[Source records]

=== Begin Enclosure ===

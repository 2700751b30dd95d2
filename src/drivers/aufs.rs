use std::path::{Path, PathBuf};

use super::{layerdb, StorageDriver};

/// `aufs`: diffs live flat under `aufs/diff/<id>`.
pub struct AufsDriver;

impl StorageDriver for AufsDriver {
    fn name(&self) -> &str {
        "aufs"
    }

    fn layer_cache_id_path(&self, root: &Path, digest: &str) -> Option<PathBuf> {
        Some(
            layerdb(root, self.name())
                .join("sha256")
                .join(digest)
                .join("cache-id"),
        )
    }

    fn diff_path(&self, root: &Path, id: &str) -> PathBuf {
        self.diffs_dir(root).join(id)
    }

    fn diffs_dir(&self, root: &Path) -> PathBuf {
        root.join("aufs").join("diff")
    }
}
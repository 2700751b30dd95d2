//! Storage driver path layouts.
//!
//! Every Docker storage driver keeps the same logical records (mount-id,
//! init-id, parent pointers, layer sizes, cache-ids) but in its own
//! directories. [`StorageDriver`] maps those logical records to concrete paths,
//! and [`DriverKind`] is the fixed set of layouts this build knows about.

pub mod aufs;
pub mod devicemapper;
pub mod overlay2;

use crate::error::ScanError;
use std::fmt;
use std::path::{Path, PathBuf};
use std::str::FromStr;

pub use aufs::AufsDriver;
pub use devicemapper::DeviceMapperDriver;
pub use overlay2::Overlay2Driver;

/// Path resolution for one storage driver layout. Implementations are pure:
/// they build paths, they never touch the filesystem.
pub trait StorageDriver {
    /// Returns the name of the driver as passed on the command line
    fn name(&self) -> &str;

    /// Directory holding one entry per container (the layerdb mounts directory)
    fn containers_dir(&self, root: &Path) -> PathBuf {
        layerdb(root, self.name()).join("mounts")
    }

    fn container_mount_id_path(&self, root: &Path, container: &str) -> PathBuf {
        self.containers_dir(root).join(container).join("mount-id")
    }

    fn container_init_id_path(&self, root: &Path, container: &str) -> PathBuf {
        self.containers_dir(root).join(container).join("init-id")
    }

    fn container_parent_path(&self, root: &Path, container: &str) -> PathBuf {
        self.containers_dir(root).join(container).join("parent")
    }

    fn layer_size_path(&self, root: &Path, digest: &str) -> PathBuf {
        layerdb(root, self.name()).join("sha256").join(digest).join("size")
    }

    fn layer_parent_path(&self, root: &Path, digest: &str) -> PathBuf {
        layerdb(root, self.name()).join("sha256").join(digest).join("parent")
    }

    /// Record naming the diff folder of a layer. `None` when the driver stores
    /// layer content under the digest itself.
    fn layer_cache_id_path(&self, _root: &Path, _digest: &str) -> Option<PathBuf> {
        None
    }

    /// Directory holding the diff content for a storage identifier
    fn diff_path(&self, root: &Path, id: &str) -> PathBuf;

    /// Directory listed to build the on-disk diff inventory
    fn diffs_dir(&self, root: &Path) -> PathBuf;

    /// True when diff folders are mountpoints that only show content while the
    /// device is mounted. An absent or empty folder then means unmounted, and
    /// its size is unknown rather than an error.
    fn mounts_on_demand(&self) -> bool {
        false
    }

    /// Drops entries of the diff directory that are driver bookkeeping rather than diffs
    fn filter_diff_folders(&self, folders: Vec<String>) -> Vec<String> {
        folders.into_iter().filter(|f| !is_hidden(f)).collect()
    }
}

/// `<root>/image/<driver>/layerdb`
pub fn layerdb(root: &Path, driver: &str) -> PathBuf {
    root.join("image").join(driver).join("layerdb")
}

pub(crate) fn is_hidden(name: &str) -> bool {
    name.is_empty() || name.starts_with('.')
}

#[derive(Debug, Copy, Clone, PartialEq, Eq, PartialOrd, Ord)]
pub enum DriverKind {
    Aufs,
    Overlay2,
    DeviceMapper,
}

impl DriverKind {
    pub const ALL: [DriverKind; 3] = [
        DriverKind::Aufs,
        DriverKind::Overlay2,
        DriverKind::DeviceMapper,
    ];

    pub fn as_str(self) -> &'static str {
        match self {
            DriverKind::Aufs => "aufs",
            DriverKind::Overlay2 => "overlay2",
            DriverKind::DeviceMapper => "devicemapper",
        }
    }

    pub fn resolver(self) -> Box<dyn StorageDriver> {
        match self {
            DriverKind::Aufs => Box::new(AufsDriver),
            DriverKind::Overlay2 => Box::new(Overlay2Driver),
            DriverKind::DeviceMapper => Box::new(DeviceMapperDriver),
        }
    }
}

impl fmt::Display for DriverKind {
    fn fmt(&self, f: &mut fmt::Formatter<'_>) -> fmt::Result {
        f.write_str(self.as_str())
    }
}

impl FromStr for DriverKind {
    type Err = ScanError;

    fn from_str(name: &str) -> Result<Self, Self::Err> {
        DriverKind::ALL
            .into_iter()
            .find(|kind| kind.as_str() == name)
            .ok_or_else(|| ScanError::UnsupportedDriver {
                name: name.to_string(),
                supported: DriverKind::ALL.map(DriverKind::as_str).join(", "),
            })
    }
}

=== End Enclosure ===

Try it ▸ The answer must hold exactly the lines of the entries above, from the first line through the line that contains "but in its own", and no others.

Task result ▸
repository 2700751b30dd95d2
filename src/drivers/aufs.rs
use std::path::{Path, PathBuf};

use super::{layerdb, StorageDriver};

/// `aufs`: diffs live flat under `aufs/diff/<id>`.
pub struct AufsDriver;

impl StorageDriver for AufsDriver {
    fn name(&self) -> &str {
        "aufs"
    }

    fn layer_cache_id_path(&self, root: &Path, digest: &str) -> Option<PathBuf> {
        Some(
            layerdb(root, self.name())
                .join("sha256")
                .join(digest)
                .join("cache-id"),
        )
    }

    fn diff_path(&self, root: &Path, id: &str) -> PathBuf {
        self.diffs_dir(root).join(id)
    }

    fn diffs_dir(&self, root: &Path) -> PathBuf {
        root.join("aufs").join("diff")
    }
}
repository 2700751b30dd95d2
//! Storage driver path layouts.
//!
//! Every Docker storage driver keeps the same logical records (mount-id,
//! init-id, parent pointers, layer sizes, cache-ids) but in its own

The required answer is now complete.